EXTRACTED RECORDS.
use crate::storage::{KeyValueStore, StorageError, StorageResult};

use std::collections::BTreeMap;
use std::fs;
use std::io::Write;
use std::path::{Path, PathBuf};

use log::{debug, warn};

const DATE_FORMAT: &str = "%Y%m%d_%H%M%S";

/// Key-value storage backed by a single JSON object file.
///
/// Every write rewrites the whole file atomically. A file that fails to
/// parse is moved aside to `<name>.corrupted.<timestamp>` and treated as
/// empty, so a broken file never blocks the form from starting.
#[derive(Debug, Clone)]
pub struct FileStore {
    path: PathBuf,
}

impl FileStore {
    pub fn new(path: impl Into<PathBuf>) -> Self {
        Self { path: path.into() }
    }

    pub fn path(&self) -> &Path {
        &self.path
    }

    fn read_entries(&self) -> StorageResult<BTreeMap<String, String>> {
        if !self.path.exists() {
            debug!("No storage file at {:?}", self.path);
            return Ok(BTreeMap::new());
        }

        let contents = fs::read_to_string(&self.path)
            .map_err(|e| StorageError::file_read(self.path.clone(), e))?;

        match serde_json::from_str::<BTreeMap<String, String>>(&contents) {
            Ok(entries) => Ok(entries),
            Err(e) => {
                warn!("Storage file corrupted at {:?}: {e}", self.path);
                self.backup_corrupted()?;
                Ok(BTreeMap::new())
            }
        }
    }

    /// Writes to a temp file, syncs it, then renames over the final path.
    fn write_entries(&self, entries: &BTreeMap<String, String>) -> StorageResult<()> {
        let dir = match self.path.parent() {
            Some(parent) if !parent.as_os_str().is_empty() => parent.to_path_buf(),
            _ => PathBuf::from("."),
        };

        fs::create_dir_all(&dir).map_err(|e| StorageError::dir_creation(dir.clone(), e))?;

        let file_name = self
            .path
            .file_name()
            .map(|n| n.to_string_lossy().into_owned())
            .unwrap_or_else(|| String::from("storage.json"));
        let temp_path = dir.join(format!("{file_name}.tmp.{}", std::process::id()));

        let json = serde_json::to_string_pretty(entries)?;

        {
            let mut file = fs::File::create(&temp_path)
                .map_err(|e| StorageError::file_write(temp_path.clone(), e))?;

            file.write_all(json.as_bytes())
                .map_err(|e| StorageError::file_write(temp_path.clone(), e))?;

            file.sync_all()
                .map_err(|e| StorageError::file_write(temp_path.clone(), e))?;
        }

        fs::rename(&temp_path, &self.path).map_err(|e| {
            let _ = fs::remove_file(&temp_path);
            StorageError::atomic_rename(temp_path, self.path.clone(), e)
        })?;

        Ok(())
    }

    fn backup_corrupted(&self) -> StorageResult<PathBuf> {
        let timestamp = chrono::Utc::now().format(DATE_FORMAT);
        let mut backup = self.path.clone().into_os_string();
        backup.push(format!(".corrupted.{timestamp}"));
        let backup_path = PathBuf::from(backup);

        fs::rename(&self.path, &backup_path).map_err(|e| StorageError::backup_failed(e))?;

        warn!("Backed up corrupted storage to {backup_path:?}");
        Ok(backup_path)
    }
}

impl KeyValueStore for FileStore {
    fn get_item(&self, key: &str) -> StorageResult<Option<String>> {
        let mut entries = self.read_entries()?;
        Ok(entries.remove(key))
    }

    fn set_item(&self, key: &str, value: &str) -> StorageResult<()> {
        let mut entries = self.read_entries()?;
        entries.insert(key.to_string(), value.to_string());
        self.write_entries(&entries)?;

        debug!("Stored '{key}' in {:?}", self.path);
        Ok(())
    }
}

...

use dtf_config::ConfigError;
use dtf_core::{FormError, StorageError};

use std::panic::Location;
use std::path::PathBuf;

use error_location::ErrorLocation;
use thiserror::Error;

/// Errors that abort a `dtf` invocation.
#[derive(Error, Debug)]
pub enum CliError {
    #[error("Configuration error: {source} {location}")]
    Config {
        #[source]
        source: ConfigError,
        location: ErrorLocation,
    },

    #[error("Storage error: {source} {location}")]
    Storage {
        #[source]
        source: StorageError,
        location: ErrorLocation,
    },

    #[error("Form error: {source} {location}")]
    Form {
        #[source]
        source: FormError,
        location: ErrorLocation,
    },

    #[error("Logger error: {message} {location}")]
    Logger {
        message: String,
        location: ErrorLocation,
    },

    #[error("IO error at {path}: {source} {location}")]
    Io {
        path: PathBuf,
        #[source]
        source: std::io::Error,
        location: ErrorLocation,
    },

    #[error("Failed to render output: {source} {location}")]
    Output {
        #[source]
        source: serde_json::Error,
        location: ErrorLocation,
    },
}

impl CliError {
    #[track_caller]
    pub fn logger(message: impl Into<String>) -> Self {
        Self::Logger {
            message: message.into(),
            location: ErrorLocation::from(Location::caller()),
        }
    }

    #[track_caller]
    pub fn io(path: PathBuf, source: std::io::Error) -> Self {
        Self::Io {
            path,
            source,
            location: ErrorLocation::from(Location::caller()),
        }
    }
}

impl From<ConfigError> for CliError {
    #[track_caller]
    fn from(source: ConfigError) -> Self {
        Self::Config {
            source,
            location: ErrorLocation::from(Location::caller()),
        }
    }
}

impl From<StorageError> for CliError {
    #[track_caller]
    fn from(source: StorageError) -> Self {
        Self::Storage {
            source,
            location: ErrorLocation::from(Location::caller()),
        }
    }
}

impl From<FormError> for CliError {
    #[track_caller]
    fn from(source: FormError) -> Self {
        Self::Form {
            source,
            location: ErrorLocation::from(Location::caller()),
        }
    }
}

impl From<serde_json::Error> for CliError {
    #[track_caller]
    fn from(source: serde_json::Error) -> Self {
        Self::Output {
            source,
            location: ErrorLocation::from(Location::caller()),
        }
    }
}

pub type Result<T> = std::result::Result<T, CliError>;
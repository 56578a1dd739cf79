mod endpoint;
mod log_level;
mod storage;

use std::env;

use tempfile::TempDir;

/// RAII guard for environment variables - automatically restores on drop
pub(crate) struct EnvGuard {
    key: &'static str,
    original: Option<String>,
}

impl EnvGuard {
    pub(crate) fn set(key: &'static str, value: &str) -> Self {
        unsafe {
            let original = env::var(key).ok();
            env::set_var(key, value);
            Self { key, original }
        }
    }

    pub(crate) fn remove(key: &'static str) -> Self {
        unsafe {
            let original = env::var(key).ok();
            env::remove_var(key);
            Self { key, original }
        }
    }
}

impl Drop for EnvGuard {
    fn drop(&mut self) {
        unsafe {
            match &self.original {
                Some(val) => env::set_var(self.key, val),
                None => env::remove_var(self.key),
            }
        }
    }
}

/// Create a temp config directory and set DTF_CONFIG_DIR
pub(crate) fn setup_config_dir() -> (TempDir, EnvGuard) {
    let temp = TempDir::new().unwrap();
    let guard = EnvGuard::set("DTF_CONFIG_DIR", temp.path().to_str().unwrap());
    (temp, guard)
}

EXERCISE.
For the string "derive", go through the entries above and copy each line where it occurs.

ANSWER TO THIS EXERCISE.
#[derive(Debug, Clone)]
#[derive(Error, Debug)]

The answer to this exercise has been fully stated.